Da diversi commentatori viene osservato che il primo atto che darà la cifra del governatorato di Fabio Panetta, iniziato ieri con il buon auspicio della festività di Ognissanti, sarà la nomina del vice direttore generale che succederà a Piero Cipollone, nominato membro dell’Esecutivo della Bce.
In effetti, si tratterà di una decisione importante, ma certamente da questa non si potranno desumere linee di condotta relative a scelte e misure di ben più ampio rilievo. Nel tempo, sono state aumentate le figure di vice direttore Generale (vdg). Originariamente, dalla costituzione della Banca fino agli anni settanta del secolo scorso, esisteva un solo grado di vdg. Ancora oggi si ricorda il vdg Tito Canovai, un personaggio di straordinaria levatura intellettuale, che, negli anni dieci del '900, fu audito dal Congresso Usa impegnato nella realizzazione della Federal Reserve e aveva assunto, tra i modelli di riferimento, quello della Banca d’Italia.

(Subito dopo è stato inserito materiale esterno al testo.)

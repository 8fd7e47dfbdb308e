// src/content/sources/memory.rs
//! In-process stores with the same query contract as the remote ones.
//! Used by tests and for running the site without credentials.

use std::cmp::Ordering;
use std::collections::HashMap;
use std::sync::{Mutex, PoisonError};

use anyhow::{anyhow, Result};
use async_trait::async_trait;
use serde_json::Value;

use crate::content::sort::{parse_date, Direction};
use crate::content::sources::{DocumentStore, FieldFilter, OrderBy, TableStore};
use crate::content::types::RawRecord;

fn compare_values(a: Option<&Value>, b: Option<&Value>) -> Ordering {
    match (a, b) {
        (Some(Value::Number(x)), Some(Value::Number(y))) => x
            .as_f64()
            .partial_cmp(&y.as_f64())
            .unwrap_or(Ordering::Equal),
        (Some(Value::String(x)), Some(Value::String(y))) => match (parse_date(x), parse_date(y)) {
            (Some(dx), Some(dy)) => dx.cmp(&dy),
            _ => x.cmp(y),
        },
        (Some(_), None) => Ordering::Less,
        (None, Some(_)) => Ordering::Greater,
        _ => Ordering::Equal,
    }
}

/// Equality filtering plus a stable order; records missing the order field
/// trail the rest.
fn apply(records: &[RawRecord], filters: &[&FieldFilter], order: Option<&OrderBy>) -> Vec<RawRecord> {
    let mut out: Vec<RawRecord> = records
        .iter()
        .filter(|r| filters.iter().all(|f| r.get(&f.field) == Some(&f.value)))
        .cloned()
        .collect();
    if let Some(o) = order {
        out.sort_by(|a, b| {
            let (va, vb) = (a.get(&o.field), b.get(&o.field));
            match (va.is_some(), vb.is_some(), o.direction) {
                (true, true, Direction::Descending) => compare_values(vb, va),
                _ => compare_values(va, vb),
            }
        });
    }
    out
}

#[derive(Default)]
pub struct MemoryDocumentStore {
    collections: Mutex<HashMap<String, Vec<RawRecord>>>,
}

impl MemoryDocumentStore {
    pub fn new() -> Self {
        Self::default()
    }

    pub fn with_collection(self, name: &str, records: Vec<RawRecord>) -> Self {
        self.insert_all(name, records);
        self
    }

    pub fn insert_all(&self, name: &str, records: Vec<RawRecord>) {
        let mut guard = self.collections.lock().unwrap_or_else(PoisonError::into_inner);
        guard.entry(name.to_string()).or_default().extend(records);
    }
}

#[async_trait]
impl DocumentStore for MemoryDocumentStore {
    async fn query(
        &self,
        collection: &str,
        filters: &[FieldFilter],
        order: Option<&OrderBy>,
    ) -> Result<Vec<RawRecord>> {
        let guard = self.collections.lock().unwrap_or_else(PoisonError::into_inner);
        let filters: Vec<&FieldFilter> = filters.iter().collect();
        Ok(guard
            .get(collection)
            .map(|recs| apply(recs, &filters, order))
            .unwrap_or_default())
    }

    fn name(&self) -> &'static str {
        "memory-documents"
    }
}

#[derive(Default)]
pub struct MemoryTableStore {
    tables: Mutex<HashMap<String, Vec<RawRecord>>>,
}

impl MemoryTableStore {
    pub fn new() -> Self {
        Self::default()
    }

    pub fn with_table(self, name: &str, rows: Vec<RawRecord>) -> Self {
        self.insert_all(name, rows);
        self
    }

    pub fn insert_all(&self, name: &str, rows: Vec<RawRecord>) {
        let mut guard = self.tables.lock().unwrap_or_else(PoisonError::into_inner);
        guard.entry(name.to_string()).or_default().extend(rows);
    }
}

#[async_trait]
impl TableStore for MemoryTableStore {
    async fn select(
        &self,
        table: &str,
        filter: Option<&FieldFilter>,
        order: Option<&OrderBy>,
    ) -> Result<Vec<RawRecord>> {
        let guard = self.tables.lock().unwrap_or_else(PoisonError::into_inner);
        let filters: Vec<&FieldFilter> = filter.into_iter().collect();
        Ok(guard
            .get(table)
            .map(|rows| apply(rows, &filters, order))
            .unwrap_or_default())
    }

    fn name(&self) -> &'static str {
        "memory-tables"
    }
}

/// Store that rejects every query, for exercising partial-failure paths.
pub struct FailingStore {
    message: String,
}

impl FailingStore {
    pub fn new(message: impl Into<String>) -> Self {
        Self {
            message: message.into(),
        }
    }
}

#[async_trait]
impl DocumentStore for FailingStore {
    async fn query(&self, collection: &str, _: &[FieldFilter], _: Option<&OrderBy>) -> Result<Vec<RawRecord>> {
        Err(anyhow!("{} ({collection})", self.message))
    }

    fn name(&self) -> &'static str {
        "failing"
    }
}

#[async_trait]
impl TableStore for FailingStore {
    async fn select(&self, table: &str, _: Option<&FieldFilter>, _: Option<&OrderBy>) -> Result<Vec<RawRecord>> {
        Err(anyhow!("{} ({table})", self.message))
    }

    fn name(&self) -> &'static str {
        "failing"
    }
}

#[cfg(test)]
mod tests {
    use super::*;
    use serde_json::json;

    fn rec(v: Value) -> RawRecord {
        v.as_object().cloned().unwrap()
    }

    #[tokio::test]
    async fn filters_conjunctively_and_orders() {
        let store = MemoryDocumentStore::new().with_collection(
            "news",
            vec![
                rec(json!({"id": "1", "status": "Published", "type": "news", "date": "2023-01-01"})),
                rec(json!({"id": "2", "status": "Draft", "type": "news", "date": "2023-03-01"})),
                rec(json!({"id": "3", "status": "Published", "type": "event", "date": "2023-02-01"})),
                rec(json!({"id": "4", "status": "Published", "type": "news", "date": "2023-04-01"})),
            ],
        );
        let out = store
            .query(
                "news",
                &[
                    FieldFilter::eq("status", "Published"),
                    FieldFilter::eq("type", "news"),
                ],
                Some(&OrderBy::desc("date")),
            )
            .await
            .unwrap();
        let ids: Vec<&str> = out.iter().map(|r| r["id"].as_str().unwrap()).collect();
        assert_eq!(ids, vec!["4", "1"]);
    }

    #[tokio::test]
    async fn missing_order_field_trails() {
        let store = MemoryTableStore::new().with_table(
            "articles",
            vec![
                rec(json!({"id": 1})),
                rec(json!({"id": 2, "published_date": "2023-01-01"})),
                rec(json!({"id": 3, "published_date": "2023-06-01"})),
            ],
        );
        let out = store
            .select("articles", None, Some(&OrderBy::desc("published_date")))
            .await
            .unwrap();
        let ids: Vec<i64> = out.iter().map(|r| r["id"].as_i64().unwrap()).collect();
        assert_eq!(ids, vec![3, 2, 1]);
    }

    #[tokio::test]
    async fn unknown_collection_is_empty_and_failing_store_errors() {
        let store = MemoryDocumentStore::new();
        assert!(store.query("nope", &[], None).await.unwrap().is_empty());
        let failing = FailingStore::new("quota exceeded");
        let err = DocumentStore::query(&failing, "articles", &[], None)
            .await
            .unwrap_err();
        assert!(err.to_string().contains("quota exceeded"));
    }
}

Solo con Guido Carli governatore, nei primi anni settanta, fu varata una riforma dello statuto che istituiva la seconda carica di vdg i due alti dirigenti erano Rinaldo Ossola, che poi sarebbe stato nominato direttore generale, e Antonino Occhiuto) e ampliava i compiti delle filiali. È con la cosiddetta legge sulla tutela del risparmio, voluta a fine 2005 come una strampalata reazione contro la Banca, che si passa alla previsione di tre vdg con un mandato, al pari di quello per il governatore e per il direttore generale, di sei anni confermabile per un solo altro sessennio.
Sia per i vice, sia per il dg, la nomina è deliberata dal consiglio superiore, su proposta del governatore, ed è sottoposta all’approvazione con decreto del Presidente della Repubblica, previa deliberazione del Consiglio dei ministri: insomma, la nomina dell’organo interno è giuridicamente perfetta; per la sua efficacia, occorre l’approvazione anzidetta che si potrebbe definire un atto semi-presidenziale. La prassi, mai citata, vuole che nell’imminenza della nomina si informi il capo dello Stato e il presidente del consiglio con il ministro dell’Economia, ferma rimanendo l’autonomia della decisione.
La riforma di cui si è detto poggia su di un impianto barocco, per nulla riflettuto allorché la legge fu approvata. Si prevede, in particolare, che il direttorio si componga di cinque personaggi, dal governatore in giù, allineati secondo il principio gerarchico-funzionale. Ma, poi, poiché le decisioni su materie che hanno rilevanza esterna devono essere adottate collegialmente dai cinque, essi vengono a detenere parità di voto, con l’unica eccezione del caso eventuale di parità in cui vige il voto doppio del governatore. Insomma, da un lato gerarchia, dall’altro completa parità nelle decisioni, un modello questo della par condicio al vertice vigente per le diverse authority con un consiglio dei commissari, a loro volta, in totale parità (senza gerarchie) e un presidente effettivo primus inter pares. Accanto ad altre incongruenze della predetta legge, quest'ultima occupa un posto di rilievo.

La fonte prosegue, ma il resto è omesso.